3. **Abstraction:** The wrapper’s design intends to abstract and thus wrap as much ChipWhisperer specifics as well as abstracting away common steps taken to implement algorithms for ChipWhisperer.
4. **Accessibility:** The wrapper aims to provide an extremely accessible option to provide embedded hardware encryption algorithms.

In pursuing these goals an abstraction over the SimpleSerial protocol was constructed, as well as creating a wrapping interface for the ChipWhisperer Python API \[27\]. Compiling NIST Lightweight Cryptography algorithms for ChipWhisperer targets using this wrapper consists of few steps. The documentation of these steps can be found in the repository’s \[30\] README file. An excerpt of this file can be found in Appendix E.

Many steps taken to set up and transfer data — such as keys, input, and associated data — to and from the target are routine, error-prone and not the main concern for students studying power analysis. The wrapper, therefore, aims to abstract setting up and transferring the differing key sizes, variable sized input and associated data byte-arrays, as well as retrieving the data back.

### 4.5 Assignment

As a requirement set by the original goal of creating a short-course for a Master level class, it was necessary to also create an assessable exercise for students. This exercise, which was the final amendment to the short-course \[18\], aimed to provide an open-ended but thorough examination of the student’s knowledge. The goal is pursued by assigning students with a report. This report should entail the details on some component of power analysis along with a demonstration. Furthermore, the report should at least include a “reproducible demonstration and explanation of your method” and a “description of (remaining) attack vectors through power analysis”.
The report’s subject choice is left up to the student whilst still providing a list of example subjects to pick from. This method of subject selection intends to give complete freedom to enthusiast students whilst not also trying not to overbear more reserved students.
Along with explanation on the subject and requirements of the assignment, a set of focus points is provided which will be graded upon. This has two objectives. Firstly, it aims to provide the students with transparency on the grading process of the assignment. Secondly, it provides the professor, student assistant or other moderators grading the assignment some guidelines on grading.

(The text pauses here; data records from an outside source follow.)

//! Unit tests for capnet-route.

#[cfg(test)]
mod helpers {
    use capnet_core::{EdgeId, GeoPoint, NodeId};
    use capnet_ledger::Ledger;

    pub const NYC: GeoPoint = GeoPoint {
        lat: 40.7128,
        lon: -74.0060,
    };
    pub const HARTFORD: GeoPoint = GeoPoint {
        lat: 41.7658,
        lon: -72.6734,
    };
    pub const BOSTON: GeoPoint = GeoPoint {
        lat: 42.3601,
        lon: -71.0589,
    };
    pub const ALBANY: GeoPoint = GeoPoint {
        lat: 42.6526,
        lon: -73.7562,
    };

    /// A ── B ── C line, node capacity 100, edge capacity 20.
    pub fn line_ledger() -> (Ledger, [NodeId; 3], [EdgeId; 2]) {
        let mut ledger = Ledger::new();
        let a = ledger.insert_node("A", NYC, "Tonio Networks", 100.0).unwrap();
        let b = ledger
            .insert_node("B", HARTFORD, "Tonio Networks", 100.0)
            .unwrap();
        let c = ledger.insert_node("C", BOSTON, "Agave Networks", 100.0).unwrap();
        let ab = ledger.insert_edge(a, b, 20.0).unwrap();
        let bc = ledger.insert_edge(b, c, 20.0).unwrap();
        (ledger, [a, b, c], [ab, bc])
    }

    /// Triangle with a direct A–C edge plus the two-hop route via B:
    ///
    ///   A ──(direct, cap `direct_cap`)── C
    ///   A ──50── B ──50── C
    pub fn triangle_ledger(direct_cap: f64) -> (Ledger, [NodeId; 3], [EdgeId; 3]) {
        let mut ledger = Ledger::new();
        let a = ledger.insert_node("A", NYC, "V", 200.0).unwrap();
        let b = ledger.insert_node("B", ALBANY, "V", 200.0).unwrap();
        let c = ledger.insert_node("C", BOSTON, "V", 200.0).unwrap();
        let ac = ledger.insert_edge(a, c, direct_cap).unwrap();
        let ab = ledger.insert_edge(a, b, 50.0).unwrap();
        let bc = ledger.insert_edge(b, c, 50.0).unwrap();
        (ledger, [a, b, c], [ac, ab, bc])
    }

    /// Consume `demand` on one edge via a direct service.
    pub fn saturate(ledger: &mut Ledger, a: NodeId, b: NodeId, edge: EdgeId, demand: f64) {
        ledger
            .insert_service_with_path("load", a, b, demand, vec![a, b], vec![edge], 1.0, 0)
            .unwrap();
    }
}

// ── Interactive A* ────────────────────────────────────────────────────────────

#[cfg(test)]
mod astar {
    use capnet_core::NodeId;

    use crate::{AStarRouter, RouteError};

    #[test]
    fn trivial_same_node_route() {
        let (ledger, [a, ..], _) = super::helpers::line_ledger();
        let route = AStarRouter.compute_route(&ledger, a, a, 5.0).unwrap();
        assert_eq!(route.path_nodes, vec![a]);
        assert!(route.path_edges.is_empty());
        assert_eq!(route.distance_km, 0.0);
        assert_eq!(route.hop_count, 0);
        assert!(route.bottleneck_gbps.is_infinite());
    }

    #[test]
    fn two_hop_route_with_distance_and_bottleneck() {
        let (mut ledger, [a, b, c], [ab, bc]) = super::helpers::line_ledger();
        // Preload some demand so the two edges have different residuals.
        super::helpers::saturate(&mut ledger, a, b, ab, 3.0);

        let route = AStarRouter.compute_route(&ledger, a, c, 5.0).unwrap();
        assert_eq!(route.path_nodes, vec![a, b, c]);
        assert_eq!(route.path_edges, vec![ab, bc]);
        assert_eq!(route.hop_count, 2);

        let expected = super::helpers::NYC.distance_km(super::helpers::HARTFORD)
            + super::helpers::HARTFORD.distance_km(super::helpers::BOSTON);
        assert!((route.distance_km - expected).abs() < 1e-9);
        assert_eq!(route.bottleneck_gbps, 17.0); // min(17, 20)
    }

    #[test]
    fn unknown_node_is_not_found_not_no_route() {
        let (ledger, [a, ..], _) = super::helpers::line_ledger();
        let missing = NodeId(99);
        assert!(matches!(
            AStarRouter.compute_route(&ledger, a, missing, 5.0),
            Err(RouteError::NodeNotFound(n)) if n == missing
        ));
        assert!(matches!(
            AStarRouter.compute_route(&ledger, missing, a, 5.0),
            Err(RouteError::NodeNotFound(_))
        ));
    }

    #[test]
    fn infeasible_demand_reports_no_route_with_query() {
        let (ledger, [a, _, c], _) = super::helpers::line_ledger();
        let err = AStarRouter.compute_route(&ledger, a, c, 25.0).unwrap_err();
        match err {
            RouteError::NoRoute {
                source,
                destination,
                demand_gbps,
            } => {
                assert_eq!((source, destination), (a, c));
                assert_eq!(demand_gbps, 25.0);
            }
            other => panic!("expected NoRoute, got {other}"),
        }
    }

    #[test]
    fn capacity_filter_forces_detour() {
        // Direct A–C has capacity 20 but only 4 Gbps left; the request for
        // 5 must take the longer two-hop route.
        let (mut ledger, [a, b, c], [ac, ab, bc]) = super::helpers::triangle_ledger(20.0);
        super::helpers::saturate(&mut ledger, a, c, ac, 16.0);

        let route = AStarRouter.compute_route(&ledger, a, c, 5.0).unwrap();
        assert_eq!(route.path_nodes, vec![a, b, c]);
        assert_eq!(route.path_edges, vec![ab, bc]);

        // With a smaller demand the direct edge is usable again and wins on
        // distance.
        let direct = AStarRouter.compute_route(&ledger, a, c, 3.0).unwrap();
        assert_eq!(direct.path_edges, vec![ac]);
        assert!(direct.distance_km < route.distance_km);
    }

    #[test]
    fn returned_path_passes_ledger_validation() {
        let (ledger, [a, _, c], _) = super::helpers::line_ledger();
        let route = AStarRouter.compute_route(&ledger, a, c, 5.0).unwrap();
        route.path().validate(&ledger, a, c, 5.0).unwrap();
    }

    #[test]
    fn diverse_routes_penalize_used_edges() {
        // Direct A–C has residual 6; after one use the 0.8 penalty drops its
        // effective residual to 4.8 < 5, so the second route must detour.
        let (ledger, [a, _, c], [ac, ab, bc]) = super::helpers::triangle_ledger(6.0);
        let routes = AStarRouter
            .find_diverse_routes(&ledger, a, c, 5.0, 2)
            .unwrap();
        assert_eq!(routes.len(), 2);
        assert_eq!(routes[0].path_edges, vec![ac], "first route is the direct one");
        assert_eq!(routes[1].path_edges, vec![ab, bc], "second route detours");
    }

    #[test]
    fn diverse_routes_may_repeat_while_capacity_allows() {
        // With a roomy direct edge the penalty never crosses the demand
        // threshold, so every alternative is the same shortest path.
        let (ledger, [a, _, c], [ac, ..]) = super::helpers::triangle_ledger(50.0);
        let routes = AStarRouter
            .find_diverse_routes(&ledger, a, c, 5.0, 3)
            .unwrap();
        assert_eq!(routes.len(), 3);
        assert!(routes.iter().all(|r| r.path_edges == vec![ac]));
    }
}

// ── Capacity-aware Dijkstra ───────────────────────────────────────────────────

#[cfg(test)]
mod dijkstra {
    use capnet_core::NetRng;

    use crate::dijkstra::capacity_aware_path;
    use crate::graph::GraphView;

    #[test]
    fn prefers_high_residual_detour_over_tight_direct_edge() {
        // Direct A–C residual 6 (cost (6/5)^-1.5 ≈ 0.76); each two-hop edge
        // residual 50 (cost 2·(10)^-1.5 ≈ 0.06).  Zero noise: deterministic.
        let (ledger, [a, b, c], _) = super::helpers::triangle_ledger(6.0);
        let view = GraphView::snapshot(&ledger);
        let mut rng = NetRng::new(1);
        let path = capacity_aware_path(&view, a, c, 5.0, 1.5, 0.0, &mut rng).unwrap();
        assert_eq!(path.nodes, vec![a, b, c]);
    }

    #[test]
    fn direct_edge_wins_when_residuals_match() {
        let (ledger, [a, _, c], [ac, ..]) = super::helpers::triangle_ledger(50.0);
        let view = GraphView::snapshot(&ledger);
        let mut rng = NetRng::new(1);
        let path = capacity_aware_path(&view, a, c, 5.0, 1.5, 0.0, &mut rng).unwrap();
        assert_eq!(path.edges, vec![ac], "one cheap hop beats two cheap hops");
    }

    #[test]
    fn unreachable_pair_short_circuits() {
        let (ledger, [a, _, c], _) = super::helpers::line_ledger();
        let view = GraphView::snapshot(&ledger);
        let mut rng = NetRng::new(1);
        // Demand above every edge's residual: the threshold graph has no
        // edges at all.
        assert!(capacity_aware_path(&view, a, c, 25.0, 1.5, 0.01, &mut rng).is_none());
    }

    #[test]
    fn same_node_is_trivial() {
        let (ledger, [a, ..], _) = super::helpers::line_ledger();
        let view = GraphView::snapshot(&ledger);
        let mut rng = NetRng::new(1);
        let path = capacity_aware_path(&view, a, a, 5.0, 1.5, 0.01, &mut rng).unwrap();
        assert_eq!(path.nodes, vec![a]);
        assert!(path.edges.is_empty());
    }
}

// ── Edge cover ────────────────────────────────────────────────────────────────

#[cfg(test)]
mod cover {
    use rustc_hash::FxHashSet;

    use capnet_core::NodeId;

    use crate::cover::edge_cover;
    use crate::graph::GraphView;
    use crate::RouteError;

    fn covered_nodes(cover: &[crate::cover::CoverEdge]) -> FxHashSet<NodeId> {
        cover.iter().flat_map(|c| [c.a, c.b]).collect()
    }

    #[test]
    fn line_cover_touches_every_node() {
        let (ledger, [a, b, c], _) = super::helpers::line_ledger();
        let view = GraphView::snapshot(&ledger);
        let cover = edge_cover(&view, 5.0).unwrap();
        let covered = covered_nodes(&cover);
        assert!(covered.contains(&a) && covered.contains(&b) && covered.contains(&c));
        assert!(cover.len() <= 2, "a 3-node line never needs more than 2 edges");
    }

    #[test]
    fn triangle_cover_is_two_edges() {
        let (ledger, nodes, _) = super::helpers::triangle_ledger(50.0);
        let view = GraphView::snapshot(&ledger);
        let cover = edge_cover(&view, 5.0).unwrap();
        assert_eq!(covered_nodes(&cover).len(), 3);
        assert_eq!(cover.len(), 2, "matching edge + one spoke for the odd node");
        let _ = nodes;
    }

    #[test]
    fn isolated_node_means_no_cover() {
        let (mut ledger, [a, b, _], [ab, _]) = super::helpers::line_ledger();
        // Saturate A's only edge below the threshold: A becomes isolated
        // in G_D.
        super::helpers::saturate(&mut ledger, a, b, ab, 16.0);
        let view = GraphView::snapshot(&ledger);
        assert!(matches!(
            edge_cover(&view, 5.0),
            Err(RouteError::IsolatedNodes { count: 1 })
        ));
    }
}

// ── Bulk generation ───────────────────────────────────────────────────────────

#[cfg(test)]
mod generation {
    use capnet_core::{GeoPoint, ServiceGenParams};
    use capnet_ledger::Ledger;
    use rustc_hash::FxHashSet;

    use crate::ServiceGenerator;

    /// Five well-connected sites with roomy edges.
    fn mesh_ledger() -> Ledger {
        let mut ledger = Ledger::new();
        let coords = [
            ("New-York-NY", 40.71, -74.01),
            ("Boston-MA", 42.36, -71.06),
            ("Philadelphia-PA", 39.95, -75.17),
            ("Hartford-CT", 41.77, -72.67),
            ("Albany-NY", 42.65, -73.76),
        ];
        let ids: Vec<_> = coords
            .iter()
            .map(|&(name, lat, lon)| {
                ledger
                    .insert_node(name, GeoPoint::new(lat, lon), "Tonio Networks", 1000.0)
                    .unwrap()
            })
            .collect();
        for i in 0..ids.len() {
            for j in i + 1..ids.len() {
                ledger.insert_edge(ids[i], ids[j], 120.0).unwrap();
            }
        }
        ledger
    }

    fn params(target: usize, seed: u64) -> ServiceGenParams {
        ServiceGenParams {
            target_services: target,
            seed,
            ..ServiceGenParams::default()
        }
    }

    #[test]
    fn stage_a_makes_every_node_an_endpoint() {
        let mut ledger = mesh_ledger();
        let report = ServiceGenerator::new(params(20, 42)).run(&mut ledger).unwrap();
        assert!(report.stage_a_services >= 3); // 5 nodes need ≥ ⌈5/2⌉ edges
        let endpoints: FxHashSet<_> = ledger
            .services()
            .flat_map(|s| [s.source, s.destination])
            .collect();
        for node in ledger.nodes() {
            assert!(endpoints.contains(&node.id), "{} has no service", node.name);
        }
    }

    #[test]
    fn reaches_target_and_respects_capacity() {
        let mut ledger = mesh_ledger();
        let report = ServiceGenerator::new(params(30, 42)).run(&mut ledger).unwrap();
        assert_eq!(report.total(), 30);
        assert_eq!(ledger.service_count(), 30);
        assert!(ledger.verify_capacity_constraints().is_empty());
    }

    #[test]
    fn generated_paths_round_trip_against_ledger() {
        let mut ledger = mesh_ledger();
        ServiceGenerator::new(params(25, 7)).run(&mut ledger).unwrap();
        for service in ledger.services() {
            assert_eq!(service.path_nodes.len(), service.path_edges.len() + 1);
            // Each hop is a real edge between consecutive path nodes.
            let mut recomputed_km = 0.0;
            for (i, &edge_id) in service.path_edges.iter().enumerate() {
                let edge = ledger.edge(edge_id).unwrap();
                let (from, to) = (service.path_nodes[i], service.path_nodes[i + 1]);
                assert!(edge.other_endpoint(from) == Some(to));
                let a = ledger.node(from).unwrap();
                let b = ledger.node(to).unwrap();
                recomputed_km += a.position.distance_km(b.position);
            }
            assert!((recomputed_km - service.distance_km).abs() < 1e-9);
            assert!(
                service.created_unix_secs >= 1_577_836_800
                    && service.created_unix_secs < 1_735_689_600
            );
        }
    }

    #[test]
    fn same_seed_reproduces_the_same_services() {
        let run = |seed| {
            let mut ledger = mesh_ledger();
            ServiceGenerator::new(params(20, seed)).run(&mut ledger).unwrap();
            let mut summary: Vec<_> = ledger
                .services()
                .map(|s| (s.name.clone(), s.source, s.destination, s.path_edges.clone()))
                .collect();
            summary.sort();
            summary
        };
        assert_eq!(run(42), run(42));
    }

    #[test]
    fn stage_a_skipped_when_a_node_is_isolated() {
        let mut ledger = Ledger::new();
        let a = ledger
            .insert_node("A", GeoPoint::new(40.0, -74.0), "V", 100.0)
            .unwrap();
        let b = ledger
            .insert_node("B", GeoPoint::new(41.0, -73.0), "V", 100.0)
            .unwrap();
        let c = ledger
            .insert_node("C", GeoPoint::new(42.0, -72.0), "V", 100.0)
            .unwrap();
        ledger.insert_edge(a, b, 100.0).unwrap();
        // C's only edge is too small for the default 5 Gbps demand.
        ledger.insert_edge(b, c, 2.0).unwrap();

        let report = ServiceGenerator::new(params(5, 1)).run(&mut ledger).unwrap();
        assert_eq!(report.stage_a_services, 0);
        // Stage B still routes what it can between A and B.
        assert!(ledger.services().all(|s| s.path_nodes.iter().all(|&n| n != c)));
    }

    #[test]
    fn stage_a_can_be_disabled() {
        let mut ledger = mesh_ledger();
        let p = ServiceGenParams {
            enable_stage_a: false,
            ..params(10, 42)
        };
        let report = ServiceGenerator::new(p).run(&mut ledger).unwrap();
        assert_eq!(report.stage_a_services, 0);
        assert_eq!(report.stage_b_services, 10);
        assert!(ledger.services().all(|s| s.name.starts_with("SVC-B-")));
    }
}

4.6 Resulting short-course

The resulting short-course compiles all these materials into one semantically waving collection. This compilation aims to have the possibility to be read from beginning to end, without need for additional resources. This is done by slightly transitioning from manual to manual, illustrated by introducing the next manual at the end of a manual, and incorporating the conclusions from a manual in the next one.
5 Discussion

When searching for the current limitations of information surrounding the ChipWhisperer Lite ARM board, the results indicate that finding a centralized source providing complete information when starting out with the board is difficult. Furthermore, the ChipWhisperer framework lacked some critical utilities and documentation surrounding important protocols. These three points were all addressed and improved upon. This was done in accordance with creating a Master course on power analysis.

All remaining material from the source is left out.